Stored data
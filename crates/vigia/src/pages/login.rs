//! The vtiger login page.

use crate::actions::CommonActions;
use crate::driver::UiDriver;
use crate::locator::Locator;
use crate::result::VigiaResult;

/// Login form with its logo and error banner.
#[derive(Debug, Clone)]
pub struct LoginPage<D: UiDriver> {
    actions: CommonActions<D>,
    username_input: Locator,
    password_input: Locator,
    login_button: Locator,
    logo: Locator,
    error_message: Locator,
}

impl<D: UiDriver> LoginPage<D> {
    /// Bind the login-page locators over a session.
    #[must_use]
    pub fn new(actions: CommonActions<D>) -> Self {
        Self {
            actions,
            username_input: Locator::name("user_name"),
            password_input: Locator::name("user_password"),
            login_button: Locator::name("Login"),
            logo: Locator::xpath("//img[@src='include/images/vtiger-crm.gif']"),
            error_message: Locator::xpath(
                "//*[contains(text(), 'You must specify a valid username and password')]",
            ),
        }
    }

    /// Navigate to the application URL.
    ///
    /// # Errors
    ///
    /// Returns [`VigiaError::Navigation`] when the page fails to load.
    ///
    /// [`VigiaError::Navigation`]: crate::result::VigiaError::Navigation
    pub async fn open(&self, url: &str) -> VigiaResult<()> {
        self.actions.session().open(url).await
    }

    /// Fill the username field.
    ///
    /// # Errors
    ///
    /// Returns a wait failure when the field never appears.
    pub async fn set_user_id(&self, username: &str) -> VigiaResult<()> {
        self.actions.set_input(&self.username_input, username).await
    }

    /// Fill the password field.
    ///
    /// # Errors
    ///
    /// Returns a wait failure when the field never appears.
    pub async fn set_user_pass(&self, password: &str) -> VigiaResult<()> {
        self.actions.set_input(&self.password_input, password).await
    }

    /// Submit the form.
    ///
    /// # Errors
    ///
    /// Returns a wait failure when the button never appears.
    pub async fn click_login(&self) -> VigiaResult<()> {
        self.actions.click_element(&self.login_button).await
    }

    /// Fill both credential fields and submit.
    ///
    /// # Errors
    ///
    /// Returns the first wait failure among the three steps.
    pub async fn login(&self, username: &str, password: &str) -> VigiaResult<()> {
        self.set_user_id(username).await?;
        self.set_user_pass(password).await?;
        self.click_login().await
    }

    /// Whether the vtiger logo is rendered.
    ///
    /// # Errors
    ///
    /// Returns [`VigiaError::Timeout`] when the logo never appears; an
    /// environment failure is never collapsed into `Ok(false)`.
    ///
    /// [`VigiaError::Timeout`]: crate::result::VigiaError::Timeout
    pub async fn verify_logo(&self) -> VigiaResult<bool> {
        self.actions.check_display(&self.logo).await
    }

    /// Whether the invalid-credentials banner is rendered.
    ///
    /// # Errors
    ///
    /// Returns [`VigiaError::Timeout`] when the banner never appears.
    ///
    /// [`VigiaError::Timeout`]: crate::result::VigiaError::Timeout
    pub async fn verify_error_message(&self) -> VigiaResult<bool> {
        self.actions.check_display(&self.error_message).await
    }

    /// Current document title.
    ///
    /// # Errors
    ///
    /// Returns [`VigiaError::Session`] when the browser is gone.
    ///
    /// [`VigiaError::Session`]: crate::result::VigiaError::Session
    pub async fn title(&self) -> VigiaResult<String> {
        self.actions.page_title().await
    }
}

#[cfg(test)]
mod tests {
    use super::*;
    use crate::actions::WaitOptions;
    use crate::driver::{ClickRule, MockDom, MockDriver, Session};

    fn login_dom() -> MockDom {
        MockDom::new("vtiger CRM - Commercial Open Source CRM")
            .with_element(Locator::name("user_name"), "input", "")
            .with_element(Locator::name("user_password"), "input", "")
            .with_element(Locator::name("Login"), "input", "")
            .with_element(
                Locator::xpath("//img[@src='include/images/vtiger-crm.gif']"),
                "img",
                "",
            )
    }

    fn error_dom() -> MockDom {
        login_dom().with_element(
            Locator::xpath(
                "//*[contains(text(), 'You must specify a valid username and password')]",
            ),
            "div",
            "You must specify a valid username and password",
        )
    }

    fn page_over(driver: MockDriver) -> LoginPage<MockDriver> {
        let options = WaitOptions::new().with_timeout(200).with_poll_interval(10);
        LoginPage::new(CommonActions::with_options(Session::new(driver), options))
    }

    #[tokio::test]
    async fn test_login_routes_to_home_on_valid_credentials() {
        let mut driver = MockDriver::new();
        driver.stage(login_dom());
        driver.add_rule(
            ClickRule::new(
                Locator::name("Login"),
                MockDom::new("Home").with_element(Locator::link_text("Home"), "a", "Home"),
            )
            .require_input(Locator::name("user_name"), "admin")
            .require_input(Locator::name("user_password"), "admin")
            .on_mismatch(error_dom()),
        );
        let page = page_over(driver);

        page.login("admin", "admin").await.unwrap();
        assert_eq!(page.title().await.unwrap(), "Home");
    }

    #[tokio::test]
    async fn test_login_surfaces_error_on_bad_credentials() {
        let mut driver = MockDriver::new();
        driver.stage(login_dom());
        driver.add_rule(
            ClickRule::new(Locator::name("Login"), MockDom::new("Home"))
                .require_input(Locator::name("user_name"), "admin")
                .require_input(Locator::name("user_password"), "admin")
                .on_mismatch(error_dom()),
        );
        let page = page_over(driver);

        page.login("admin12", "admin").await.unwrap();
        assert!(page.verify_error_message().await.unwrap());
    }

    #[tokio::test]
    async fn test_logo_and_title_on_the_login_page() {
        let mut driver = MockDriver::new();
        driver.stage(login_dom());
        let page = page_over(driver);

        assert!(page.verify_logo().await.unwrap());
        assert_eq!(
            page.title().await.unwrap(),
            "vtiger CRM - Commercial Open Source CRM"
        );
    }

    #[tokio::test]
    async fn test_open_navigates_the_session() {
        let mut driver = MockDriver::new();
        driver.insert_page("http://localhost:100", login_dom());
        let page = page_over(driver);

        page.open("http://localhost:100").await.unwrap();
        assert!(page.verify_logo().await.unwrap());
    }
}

• GOAL OF THE EXERCISE: The records above need to be output again, verbatim.

• SOLUTION:
filename crates/vigia/src/pages/login.rs
//! The vtiger login page.

use crate::actions::CommonActions;
use crate::driver::UiDriver;
use crate::locator::Locator;
use crate::result::VigiaResult;

/// Login form with its logo and error banner.
#[derive(Debug, Clone)]
pub struct LoginPage<D: UiDriver> {
    actions: CommonActions<D>,
    username_input: Locator,
    password_input: Locator,
    login_button: Locator,
    logo: Locator,
    error_message: Locator,
}

impl<D: UiDriver> LoginPage<D> {
    /// Bind the login-page locators over a session.
    #[must_use]
    pub fn new(actions: CommonActions<D>) -> Self {
        Self {
            actions,
            username_input: Locator::name("user_name"),
            password_input: Locator::name("user_password"),
            login_button: Locator::name("Login"),
            logo: Locator::xpath("//img[@src='include/images/vtiger-crm.gif']"),
            error_message: Locator::xpath(
                "//*[contains(text(), 'You must specify a valid username and password')]",
            ),
        }
    }

    /// Navigate to the application URL.
    ///
    /// # Errors
    ///
    /// Returns [`VigiaError::Navigation`] when the page fails to load.
    ///
    /// [`VigiaError::Navigation`]: crate::result::VigiaError::Navigation
    pub async fn open(&self, url: &str) -> VigiaResult<()> {
        self.actions.session().open(url).await
    }

    /// Fill the username field.
    ///
    /// # Errors
    ///
    /// Returns a wait failure when the field never appears.
    pub async fn set_user_id(&self, username: &str) -> VigiaResult<()> {
        self.actions.set_input(&self.username_input, username).await
    }

    /// Fill the password field.
    ///
    /// # Errors
    ///
    /// Returns a wait failure when the field never appears.
    pub async fn set_user_pass(&self, password: &str) -> VigiaResult<()> {
        self.actions.set_input(&self.password_input, password).await
    }

    /// Submit the form.
    ///
    /// # Errors
    ///
    /// Returns a wait failure when the button never appears.
    pub async fn click_login(&self) -> VigiaResult<()> {
        self.actions.click_element(&self.login_button).await
    }

    /// Fill both credential fields and submit.
    ///
    /// # Errors
    ///
    /// Returns the first wait failure among the three steps.
    pub async fn login(&self, username: &str, password: &str) -> VigiaResult<()> {
        self.set_user_id(username).await?;
        self.set_user_pass(password).await?;
        self.click_login().await
    }

    /// Whether the vtiger logo is rendered.
    ///
    /// # Errors
    ///
    /// Returns [`VigiaError::Timeout`] when the logo never appears; an
    /// environment failure is never collapsed into `Ok(false)`.
    ///
    /// [`VigiaError::Timeout`]: crate::result::VigiaError::Timeout
    pub async fn verify_logo(&self) -> VigiaResult<bool> {
        self.actions.check_display(&self.logo).await
    }

    /// Whether the invalid-credentials banner is rendered.
    ///
    /// # Errors
    ///
    /// Returns [`VigiaError::Timeout`] when the banner never appears.
    ///
    /// [`VigiaError::Timeout`]: crate::result::VigiaError::Timeout
    pub async fn verify_error_message(&self) -> VigiaResult<bool> {
        self.actions.check_display(&self.error_message).await
    }

    /// Current document title.
    ///
    /// # Errors
    ///
    /// Returns [`VigiaError::Session`] when the browser is gone.
    ///
    /// [`VigiaError::Session`]: crate::result::VigiaError::Session
    pub async fn title(&self) -> VigiaResult<String> {
        self.actions.page_title().await
    }
}

#[cfg(test)]
mod tests {
    use super::*;
    use crate::actions::WaitOptions;
    use crate::driver::{ClickRule, MockDom, MockDriver, Session};

    fn login_dom() -> MockDom {
        MockDom::new("vtiger CRM - Commercial Open Source CRM")
            .with_element(Locator::name("user_name"), "input", "")
            .with_element(Locator::name("user_password"), "input", "")
            .with_element(Locator::name("Login"), "input", "")
            .with_element(
                Locator::xpath("//img[@src='include/images/vtiger-crm.gif']"),
                "img",
                "",
            )
    }

    fn error_dom() -> MockDom {
        login_dom().with_element(
            Locator::xpath(
                "//*[contains(text(), 'You must specify a valid username and password')]",
            ),
            "div",
            "You must specify a valid username and password",
        )
    }

    fn page_over(driver: MockDriver) -> LoginPage<MockDriver> {
        let options = WaitOptions::new().with_timeout(200).with_poll_interval(10);
        LoginPage::new(CommonActions::with_options(Session::new(driver), options))
    }

    #[tokio::test]
    async fn test_login_routes_to_home_on_valid_credentials() {
        let mut driver = MockDriver::new();
        driver.stage(login_dom());
        driver.add_rule(
            ClickRule::new(
                Locator::name("Login"),
                MockDom::new("Home").with_element(Locator::link_text("Home"), "a", "Home"),
            )
            .require_input(Locator::name("user_name"), "admin")
            .require_input(Locator::name("user_password"), "admin")
            .on_mismatch(error_dom()),
        );
        let page = page_over(driver);

        page.login("admin", "admin").await.unwrap();
        assert_eq!(page.title().await.unwrap(), "Home");
    }

    #[tokio::test]
    async fn test_login_surfaces_error_on_bad_credentials() {
        let mut driver = MockDriver::new();
        driver.stage(login_dom());
        driver.add_rule(
            ClickRule::new(Locator::name("Login"), MockDom::new("Home"))
                .require_input(Locator::name("user_name"), "admin")
                .require_input(Locator::name("user_password"), "admin")
                .on_mismatch(error_dom()),
        );
        let page = page_over(driver);

        page.login("admin12", "admin").await.unwrap();
        assert!(page.verify_error_message().await.unwrap());
    }

    #[tokio::test]
    async fn test_logo_and_title_on_the_login_page() {
        let mut driver = MockDriver::new();
        driver.stage(login_dom());
        let page = page_over(driver);

        assert!(page.verify_logo().await.unwrap());
        assert_eq!(
            page.title().await.unwrap(),
            "vtiger CRM - Commercial Open Source CRM"
        );
    }

    #[tokio::test]
    async fn test_open_navigates_the_session() {
        let mut driver = MockDriver::new();
        driver.insert_page("http://localhost:100", login_dom());
        let page = page_over(driver);

        page.open("http://localhost:100").await.unwrap();
        assert!(page.verify_logo().await.unwrap());
    }
}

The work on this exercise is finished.